Die Darstellung der finanziellen Situation der Stadt Langenselbold an alle Haushalte war von Magistrat und Stadtverordnetenversammlung unwidersprochen gewünscht.
Die Verwaltung hat dies aufgenommen und eine möglichst transparente Darstellung der Vermögenssituation erarbeitet. Das entspricht vollständig dem Wunsch der städtischen Gremien, macht Stadtverordnetenvorsteher Gerhard Mohn deutlich.
Hierzu finden sich in einem Magistratsprotokoll aus dem Jahr 2013 und den aufgezeichneten Redebeiträgen zum Haushalt im Dezember 2013 entsprechende Passagen. Die Kritik an der Herausgabe der Informationen und dem Zeitpunkt ist insoweit falsch. Die Verwaltung habe entsprechend ihres Auftrages gehandelt. Die offenbar im Zusammenhang mit der Bürgermeisterwahl stehende Kritik weist er deshalb zurück und mahnt alle Parteien zur Fairness.

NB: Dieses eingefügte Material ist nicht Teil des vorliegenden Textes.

//! Bind, dispatch, and wait.

use crate::error::{KernelError, Result};

use super::buffer_ops::WgpuBuffer;
use super::compile::WgpuCompiledKernel;
use super::device_init::WgpuContext;

/// Dispatch a compiled compute kernel with explicit workgroup counts and
/// wait for it to finish.
pub fn dispatch_workgroups(
    ctx: &WgpuContext,
    kernel: &WgpuCompiledKernel,
    buffers: &[&WgpuBuffer],
    workgroups: [u32; 2],
) -> Result<()> {
    ctx.ensure_alive()?;
    let device = &ctx.device;
    super::scoped(device, || {
        let bind_group = bind_buffers(device, &kernel.bind_group_layout, buffers);
        let mut encoder = device.create_command_encoder(&wgpu::CommandEncoderDescriptor {
            label: Some("kernelfall_dispatch"),
        });

        {
            let mut pass = encoder.begin_compute_pass(&wgpu::ComputePassDescriptor {
                label: Some("kernelfall_compute_pass"),
                timestamp_writes: None,
            });
            pass.set_pipeline(&kernel.pipeline);
            pass.set_bind_group(0, &bind_group, &[]);
            pass.dispatch_workgroups(workgroups[0], workgroups[1], 1);
        }

        ctx.queue.submit(std::iter::once(encoder.finish()));
    })
    .map_err(|e| KernelError::execution(e.to_string()))?;

    ctx.device.poll(wgpu::Maintain::Wait);
    ctx.ensure_alive()
}

fn bind_buffers(
    device: &wgpu::Device,
    layout: &wgpu::BindGroupLayout,
    buffers: &[&WgpuBuffer],
) -> wgpu::BindGroup {
    let entries: Vec<wgpu::BindGroupEntry> = buffers
        .iter()
        .zip(0u32..)
        .map(|(buf, binding)| wgpu::BindGroupEntry {
            binding,
            resource: buf.buffer.as_entire_binding(),
        })
        .collect();
    device.create_bind_group(&wgpu::BindGroupDescriptor {
        label: Some("kernelfall_bindings"),
        layout,
        entries: &entries,
    })
}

Im Übrigen begrüße er es, wenn die Politik wichtige Themen und insbesondere die Finanzsituation nach der Beteiligung an dem Schutzschirm gegenüber der Bevölkerung darstellt. „Nur so können wir bei den Bürgerinnen und Bürgern für mehr Transparenz sorgen, Verständnis und Interesse wecken.“ Die für die Bürgerinnen und Bürger zum Teil komplexen finanziellen Zusammenhänge einer Kommune vereinfacht darzustellen soll dabei im Fokus stehen. Dazu lägen auch in den Ausschüssen Anträge der Parteien vor, die mehr Information fordern, um die Bürger verstärkt einbinden zu können.